The Slow Burn That Actually Burns
Charlotte Hammar's fall from high-profile advertising executive to small-town nobody isn't revolutionary storytelling. We've seen this arc before - the city person humbled by rural simplicity, learning what Really Matters. But Klang doesn't rush it. She lets Charlotte sit in her discomfort. She lets the awkwardness breathe. There's a patience to that approach that reminds me of Tao Te Chingβletting things unfold without forcing resolution.
This is why we still read - or listen to - stories about starting over. The mechanics of reinvention are messy and unglamorous, and Klang gets that. Charlotte doesn't have some cinematic breakdown followed by immediate enlightenment. She fumbles. She judges the locals and then catches herself judging. She misses her old life while simultaneously recognizing how hollow it was.
And Kent. Kent with his pike dreams. On paper, he sounds like a punchline. In practice, he's the kind of character I wish more authors would write - someone whose passion seems ridiculous until you realize it's about so much more than fish. It's about believing your small corner of the world matters. My students would hate this. I love it.

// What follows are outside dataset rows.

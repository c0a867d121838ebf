//! Seeded graph partitioning
//!
//! Two-stage split: disconnected components are separated first via
//! union-find; a connected subgraph is then partitioned with seeded
//! label propagation. Both stages are deterministic for a given seed.

use crate::graph::{NodeId, SubgraphView};
use crate::services::ClusteringService;
use rand::rngs::StdRng;
use rand::seq::SliceRandom;
use rand::SeedableRng;
use rustc_hash::FxHashMap;
use std::collections::BTreeMap;

const MAX_ITERATIONS: usize = 20;

/// Default partitioner: connected components, then label propagation.
#[derive(Debug, Clone, Copy, Default)]
pub struct SeededLabelPropagation;

impl SeededLabelPropagation {
    /// Union-find over the view's members.
    fn components(&self, view: &SubgraphView<'_>) -> Vec<Vec<NodeId>> {
        let nodes: Vec<NodeId> = view.members().collect();
        let index: FxHashMap<NodeId, usize> =
            nodes.iter().enumerate().map(|(i, &n)| (n, i)).collect();

        let mut parent: Vec<usize> = (0..nodes.len()).collect();

        fn find(parent: &mut Vec<usize>, i: usize) -> usize {
            if parent[i] != i {
                let root = find(parent, parent[i]);
                parent[i] = root;
            }
            parent[i]
        }

        for (i, &node) in nodes.iter().enumerate() {
            for neighbor in view.neighbors(node) {
                if let Some(&j) = index.get(&neighbor) {
                    let ri = find(&mut parent, i);
                    let rj = find(&mut parent, j);
                    if ri != rj {
                        parent[ri] = rj;
                    }
                }
            }
        }

        // BTreeMap keys the groups by root, giving a stable first ordering;
        // normalize() below fixes the final order.
        let mut groups: BTreeMap<usize, Vec<NodeId>> = BTreeMap::new();
        for (i, &node) in nodes.iter().enumerate() {
            groups.entry(find(&mut parent, i)).or_default().push(node);
        }
        normalize(groups.into_values().collect())
    }

    /// Seeded label propagation on a connected subgraph.
    fn propagate(&self, view: &SubgraphView<'_>, seed: u64) -> Vec<Vec<NodeId>> {
        let mut rng = StdRng::seed_from_u64(seed);
        let mut order: Vec<NodeId> = view.members().collect();
        let mut labels: FxHashMap<NodeId, NodeId> =
            order.iter().map(|&n| (n, n)).collect();

        for _ in 0..MAX_ITERATIONS {
            order.shuffle(&mut rng);
            let mut changed = false;

            for &node in &order {
                let mut counts: FxHashMap<NodeId, usize> = FxHashMap::default();
                for neighbor in view.neighbors(node) {
                    *counts.entry(labels[&neighbor]).or_insert(0) += 1;
                }
                if counts.is_empty() {
                    continue;
                }
                // Most frequent neighbor label; ties go to the smallest id
                // so the outcome does not depend on hash iteration order.
                let best = counts
                    .iter()
                    .map(|(&label, &count)| (count, std::cmp::Reverse(label)))
                    .max()
                    .map(|(_, std::cmp::Reverse(label))| label)
                    .unwrap_or(node);
                if labels[&node] != best {
                    labels.insert(node, best);
                    changed = true;
                }
            }

            if !changed {
                break;
            }
        }

        let mut groups: BTreeMap<NodeId, Vec<NodeId>> = BTreeMap::new();
        for (node, label) in labels {
            groups.entry(label).or_default().push(node);
        }
        normalize(groups.into_values().collect())
    }
}

impl ClusteringService for SeededLabelPropagation {
    fn cluster(&self, view: &SubgraphView<'_>, seed: u64) -> Vec<Vec<NodeId>> {
        if view.is_empty() {
            return Vec::new();
        }
        let components = self.components(view);
        if components.len() > 1 {
            return components;
        }
        self.propagate(view, seed)
    }
}

/// Sort members within each group, then order groups by their smallest
/// member. Gives partitions a canonical form independent of how they were
/// produced.
fn normalize(mut groups: Vec<Vec<NodeId>>) -> Vec<Vec<NodeId>> {
    for group in &mut groups {
        group.sort();
    }
    groups.sort_by_key(|g| g.first().copied());
    groups
}

#[cfg(test)]
mod tests {
    use super::*;
    use crate::graph::{KnowledgeGraph, Provenance};
    use crate::graph::types::{ChunkId, DocumentId};
    use std::collections::BTreeSet;

    fn prov() -> Provenance {
        Provenance::single(ChunkId::new(&DocumentId::new("doc"), 0))
    }

    /// Two triangles joined by nothing.
    fn two_component_graph() -> (KnowledgeGraph, Vec<NodeId>) {
        let mut graph = KnowledgeGraph::new();
        let ids: Vec<NodeId> = (0..6)
            .map(|i| graph.upsert_entity(&format!("n{}", i), &format!("N{}", i), "", &prov()))
            .collect();
        for &(a, b) in &[(0, 1), (1, 2), (2, 0), (3, 4), (4, 5), (5, 3)] {
            graph.upsert_relation(ids[a], ids[b], "r", &prov()).unwrap();
        }
        (graph, ids)
    }

    #[test]
    fn test_disconnected_components_split_first() {
        let (graph, ids) = two_component_graph();
        let members: BTreeSet<NodeId> = ids.iter().copied().collect();
        let view = graph.subgraph(&members);

        let groups = SeededLabelPropagation.cluster(&view, 17032025);

        assert_eq!(groups.len(), 2);
        assert_eq!(groups[0], vec![ids[0], ids[1], ids[2]]);
        assert_eq!(groups[1], vec![ids[3], ids[4], ids[5]]);
    }

    #[test]
    fn test_partition_covers_members_exactly() {
        let (graph, ids) = two_component_graph();
        let members: BTreeSet<NodeId> = ids.iter().copied().collect();
        let view = graph.subgraph(&members);

        let groups = SeededLabelPropagation.cluster(&view, 7);
        let mut seen: Vec<NodeId> = groups.into_iter().flatten().collect();
        seen.sort();

        assert_eq!(seen, ids);
    }

    #[test]
    fn test_same_seed_same_partition() {
        let mut graph = KnowledgeGraph::new();
        let ids: Vec<NodeId> = (0..12)
            .map(|i| graph.upsert_entity(&format!("n{}", i), &format!("N{}", i), "", &prov()))
            .collect();
        // Two dense clusters bridged by a single edge
        for i in 0..6 {
            for j in (i + 1)..6 {
                graph.upsert_relation(ids[i], ids[j], "r", &prov()).unwrap();
                graph
                    .upsert_relation(ids[i + 6], ids[j + 6], "r", &prov())
                    .unwrap();
            }
        }
        graph.upsert_relation(ids[5], ids[6], "r", &prov()).unwrap();

        let members: BTreeSet<NodeId> = ids.iter().copied().collect();
        let view = graph.subgraph(&members);

        let a = SeededLabelPropagation.cluster(&view, 17032025);
        let b = SeededLabelPropagation.cluster(&view, 17032025);
        assert_eq!(a, b);
    }

    #[test]
    fn test_empty_view() {
        let graph = KnowledgeGraph::new();
        let members = BTreeSet::new();
        let view = graph.subgraph(&members);
        assert!(SeededLabelPropagation.cluster(&view, 1).is_empty());
    }
}
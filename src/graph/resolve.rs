//! Entity deduplication policy
//!
//! The exact matching policy for "is this extracted entity the same as an
//! existing node" is pluggable. Every policy must be deterministic: the same
//! label always maps to the same canonical key, independent of extraction
//! order.

/// Maps entity labels to canonical keys; two labels with the same key are
/// treated as the same entity and merged.
pub trait EntityResolver: Send + Sync {
    fn canonical_key(&self, label: &str) -> String;
}

/// Strict policy: labels match only after trimming surrounding whitespace.
#[derive(Debug, Clone, Copy, Default)]
pub struct ExactLabelResolver;

impl EntityResolver for ExactLabelResolver {
    fn canonical_key(&self, label: &str) -> String {
        label.trim().to_string()
    }
}

/// Default policy: case-insensitive match with interior whitespace collapsed.
///
/// "New  York" and "new york" resolve to the same node. This mirrors how
/// extraction output is normalized before insertion, without attempting any
/// semantic matching.
#[derive(Debug, Clone, Copy, Default)]
pub struct NormalizingResolver;

impl EntityResolver for NormalizingResolver {
    fn canonical_key(&self, label: &str) -> String {
        label
            .split_whitespace()
            .collect::<Vec<_>>()
            .join("_")
            .to_lowercase()
    }
}
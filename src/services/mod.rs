//! External collaborator interfaces
//!
//! Everything the engine cannot compute itself (entity extraction,
//! summarization, query adjudication, embeddings) sits behind a trait here,
//! so that pipelines and retrieval are testable with deterministic stubs.
//! Clustering is included even though it is computed locally: swapping the
//! partitioning algorithm must not touch the community detector.

pub mod remote;
pub mod retry;

use crate::graph::{NodeId, SubgraphView};
use async_trait::async_trait;
use serde::{Deserialize, Serialize};
use thiserror::Error;

pub use remote::{RemoteEmbeddingClient, RemoteLlmClient};
pub use retry::{with_retry, RetryPolicy};

/// Failure modes of external services.
///
/// `Transient` and `Malformed` are worth retrying; `Unavailable` means the
/// service cannot serve this request at all (bad credentials, unsupported
/// model) and is surfaced immediately.
#[derive(Error, Debug, Clone)]
pub enum ServiceError {
    /// Timeouts, rate limits, 5xx responses.
    #[error("Transient service failure: {0}")]
    Transient(String),

    /// The service answered, but not in the agreed format.
    #[error("Malformed service response: {0}")]
    Malformed(String),

    /// Misconfiguration or permanent rejection. Not retried.
    #[error("Service unavailable: {0}")]
    Unavailable(String),
}

pub type ServiceResult<T> = Result<T, ServiceError>;

/// One entity mention reported by the extractor.
#[derive(Debug, Clone, Serialize, Deserialize)]
pub struct ExtractedEntity {
    pub label: String,
    pub description: String,
}

/// One relation mention reported by the extractor. `from` and `to` reference
/// entity labels from the same response.
#[derive(Debug, Clone, Serialize, Deserialize)]
pub struct ExtractedRelation {
    pub from: String,
    pub to: String,
    pub relation: String,
}

/// Everything extracted from a single chunk.
#[derive(Debug, Clone, Default, Serialize, Deserialize)]
pub struct ExtractionOutput {
    #[serde(default)]
    pub entities: Vec<ExtractedEntity>,
    #[serde(default)]
    pub relations: Vec<ExtractedRelation>,
}

/// Label and prose description produced for one community.
#[derive(Debug, Clone, Serialize, Deserialize)]
pub struct CommunityDigest {
    pub label: String,
    pub description: String,
}

/// Per-summary answer attempt for the adjudicated retrieval method.
///
/// `confidence` is an integer percentage in `[0, 100]`.
#[derive(Debug, Clone, Serialize, Deserialize)]
pub struct PartialAnswer {
    pub confidence: u32,
    pub information: String,
}

/// Extracts entities and relations from raw chunk text.
#[async_trait]
pub trait ExtractionService: Send + Sync {
    async fn extract(&self, chunk_text: &str) -> ServiceResult<ExtractionOutput>;
}

/// Condenses community material into a titled summary.
#[async_trait]
pub trait SummarizationService: Send + Sync {
    async fn summarize(&self, text: &str) -> ServiceResult<CommunityDigest>;
}

/// Judges how well a summary answers a query, extracting the relevant part.
#[async_trait]
pub trait AnswerService: Send + Sync {
    async fn answer(&self, summary: &str, query: &str) -> ServiceResult<PartialAnswer>;
}

/// Produces fixed-dimension embeddings for text batches.
#[async_trait]
pub trait EmbeddingService: Send + Sync {
    /// Dimension of every vector this service returns.
    fn dim(&self) -> usize;

    async fn embed(&self, texts: &[String]) -> ServiceResult<Vec<Vec<f32>>>;
}

/// Partitions a subgraph into disjoint member groups.
///
/// Implementations must be deterministic for a given `seed` and return
/// groups that exactly cover the view's members.
pub trait ClusteringService: Send + Sync {
    fn cluster(&self, view: &SubgraphView<'_>, seed: u64) -> Vec<Vec<NodeId>>;
}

Sofia Engstrand Understands the Assignment
I couldn't find much about Sofia Engstrand's other work online, but based on this performance, she gets something crucial: warmth without saccharine. Her voice has this quality - clear, unhurried - that made me feel like I was being told a story rather than read a book. There's a difference.
The character voices are distinct without being cartoonish. Charlotte sounds clipped and controlled at first, then gradually loosens. Kent has this earnestness that could've tipped into parody but never does. Engstrand walks that line carefully, and it pays off.
I listened at my usual 1.0x - the author chose those words, the narrator chose that pacing - and it felt right. This isn't a book you speed through. The pauses matter. The quiet moments between dialogue carry weight. Engstrand understands that pause is punctuation.
Where the Narrative Loses Its Footing
The middle section drags slightly. I'll admit I zoned out during one faculty meeting more than usual (sorry, Principal Martinez, I definitely heard your thoughts on the new attendance policy). There's a stretch where Charlotte's internal processing gets repetitive, where we circle the same realizations a few too many times.
But then something clicks. Around the two-thirds mark, Klang stops telling us Charlotte is changing and starts showing us. The prose deserves to be savored in these later chapters - there's a scene involving a frozen lake that genuinely surprised me with its emotional precision.
If you loved A Man Called Ove or Eleanor Oliphant Is Completely Fine, this lives in that same neighborhood. Not in plot, but in spirit. That same commitment to finding extraordinary depth in ordinary people making small, difficult choices.
Who Should Queue This Up (And Who Shouldn't)
If you need constant plot momentum, skip this one - Charlotte's internal circling in the middle act will test your patience. But if you're drawn to quiet character studies about reinvention, if you appreciate narration that trusts silence, Pike Swimmer will reward your attention.
Class Dismissed
Is Pike Swimmer going to change your life? Probably not. Is it going to make you think about what you'd do if everything you'd built suddenly crumbled? Yeah. It might.
This reminds me of what Hemingway said about writing - you have to know what you're leaving out. Klang knows what she's leaving out. She trusts her readers to fill the gaps, to understand that Charlotte's journey isn't about the destination but the uncomfortable middle.
At twelve hours, it's a substantial listen. Perfect for a long road trip or a week of commuting. I finished mine over three evening walks along the lakefront with Denise, who kept asking why I was smiling at my phone. "It's about pike fishing," I'd say. "Sort of."
She didn't ask follow-up questions. Smart woman.